A confecção da presente exposição baseou-se em pesquisas realizadas em doutrinas, artigos científicos, jurisprudências, demais sítios eletrônicos especializados e bibliografias. Neste resumo optou-se pela utilização de método de abordagem dedutivo, ou seja, a proposta é partir de um campo amplo para o ponto específico da problemática.

 

DESENVOLVIMENTO

            De forma preliminar, faz-se necessário conceituar o princípio em questão. Estefam e Gonçalves (2012, p. 99) ao comentarem o Princípio da Insignificância indicam que “foi desenvolvido por Claus Roxin, como meio de aperfeiçoar a tese de Hans Welzel, segundo a qual lesões insignificantes deveriam ser excluídas da seara do Direito Penal”. Nesse sentido, Nucci (2017, p. 146) afirma que o princípio em questão “representa a desnecessidade de se aplicar sanção penal a uma infração considerada insignificante em relação à proporcionalidade da lesão ao bem jurídico tutelado pela lei penal”. Evidencia-se, nesse caso, o fundamento base da teoria de Roxin: o Estado não deve se ocupar de coisas pequenas.

Há uma expressão latina que é associada às bases mais antigas desse princípio, que seria: de minimis non curat praetor, ou seja, o juiz não deve cuidar de casos insignificantes.  No entanto, como observa Luz (2012, p. 205) “tratava-se, em outras palavras, de uma máxima genérica, a orientar a inteireza da atividade do pretor, e não de um princípio norteador próprio da aplicação do Direito Penal”.

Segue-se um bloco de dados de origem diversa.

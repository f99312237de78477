use axum::{
    routing::{get, post, put},
    Router,
};
use std::sync::Arc;
use std::time::Duration;
use tower_http::cors::{Any, CorsLayer};
use tower_http::trace::TraceLayer;
use utoipa::OpenApi;
use utoipa_swagger_ui::SwaggerUi;

use crate::adapter::Adapter;
use crate::config::Config;

use super::api::guide as guide_handlers;
use super::api::platform as platform_handlers;
use super::api_doc::ApiDoc;
use super::auth::AppState;

pub fn router(state: AppState) -> Router {
    let cors = CorsLayer::new()
        .allow_origin(Any)
        .allow_methods(Any)
        .allow_headers(Any);

    Router::new()
        // Platform control
        .route("/api/platform/status", get(platform_handlers::status))
        .route("/api/platform/position", get(platform_handlers::position))
        .route("/api/platform/start", post(platform_handlers::start))
        .route("/api/platform/pause", post(platform_handlers::pause))
        .route("/api/platform/resume", post(platform_handlers::resume))
        .route("/api/platform/reset", post(platform_handlers::reset))
        .route("/api/platform/stroke", put(platform_handlers::set_stroke))
        .route("/api/platform/sync", post(platform_handlers::sync))
        // Guiding
        .route("/api/guide/pulse", post(guide_handlers::pulse))
        // OpenAPI / Swagger
        .merge(SwaggerUi::new("/swagger-ui").url("/api-doc/openapi.json", ApiDoc::openapi()))
        .layer(cors)
        .layer(TraceLayer::new_for_http())
        .with_state(state)
}

/// Serves the control API until the listener fails. The server holds one
/// client session for its whole lifetime.
pub async fn run_server(config: Config, adapter: Arc<Adapter>) -> std::io::Result<()> {
    let bind_addr = config.web.bind.clone();
    let watchdog_interval = config.guide.watchdog_interval;

    let session = adapter.connect().map_err(std::io::Error::other)?;
    log::info!("{}", session.adapter().status());

    tokio::spawn(watch_stroke(adapter.clone(), watchdog_interval));

    let state = AppState {
        config: Arc::new(config),
        adapter,
    };
    let app = router(state);

    log::info!("Starting server on {}", bind_addr);

    let listener = tokio::net::TcpListener::bind(&bind_addr).await?;
    let served = axum::serve(listener, app).await;
    drop(session);
    served
}

/// Pauses the platform when the stroke runs out.
async fn watch_stroke(adapter: Arc<Adapter>, period: Duration) {
    let mut interval = tokio::time::interval(period);
    interval.set_missed_tick_behavior(tokio::time::MissedTickBehavior::Skip);
    loop {
        interval.tick().await;
        let adapter = adapter.clone();
        match tokio::task::spawn_blocking(move || adapter.pause_if_exhausted()).await {
            Ok(Ok(true)) => log::info!("Stroke exhausted, platform paused"),
            Ok(Ok(false)) => {}
            Ok(Err(e)) => log::warn!("Stroke watchdog could not pause platform: {}", e),
            Err(e) => log::error!("Stroke watchdog task failed: {}", e),
        }
    }
}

Correlatamente, tem-se o princípio constitucional implícito da Intervenção Mínima do Estado, por meio do qual se entende que a lei penal e sua aplicação não devem ser vistas como primeira opção do legislador para resolução dos conflitos na sociedade, deve-se recorrer primeiro aos outros ramos do Direito. O Direito Penal deve ser ultima ratio, fazendo valer o respeito à lei buscando o equilíbrio social novamente. De posse desses conceitos primeiros, o conceito de pena ganha valoroso sentido nas palavras de Greco (2017, p.34) “a pena, portanto, é simplesmente o instrumento de coerção de que se vale o direito penal para a proteção dos bens, valores e interesses mais significativos da sociedade”. No intuito de trazer mais substância à discussão, rememoram-se as palavras de Nilo Batista (2007, p. 116) “a missão do direito penal é a proteção de bens jurídicos, através da cominação, aplicação e execução da pena”.

A ciência penal, como se tem hoje, consiste em um advento da racionalização da forma de aplicar o Direito Penal e suas sanções provenientes do movimento iluminista. Marcado por um período anterior, a Idade Média, em que a aplicação do Direito era feita de forma arbitrária, a partir do século XVIII desenvolveu-se uma série de conceitos e categorias que visavam uma correta racionalização e aplicação do direito. Esses conceitos e fundamentos são intitulados dogmática penal (LUZ, 2012).

Como resultado desse pensar a respeito da Ciência Penal, nos séculos que se seguiram o avanço se tornou relevante, tendo por resultado, por exemplo, a elaboração dos conceitos formal e material de crime, e as concepções quadripartida, tripartida e bipartida de crime. O pensamento dogmático penal só veio a ser questionado após o surgimento do funcionalismo penal (LUZ, 2012).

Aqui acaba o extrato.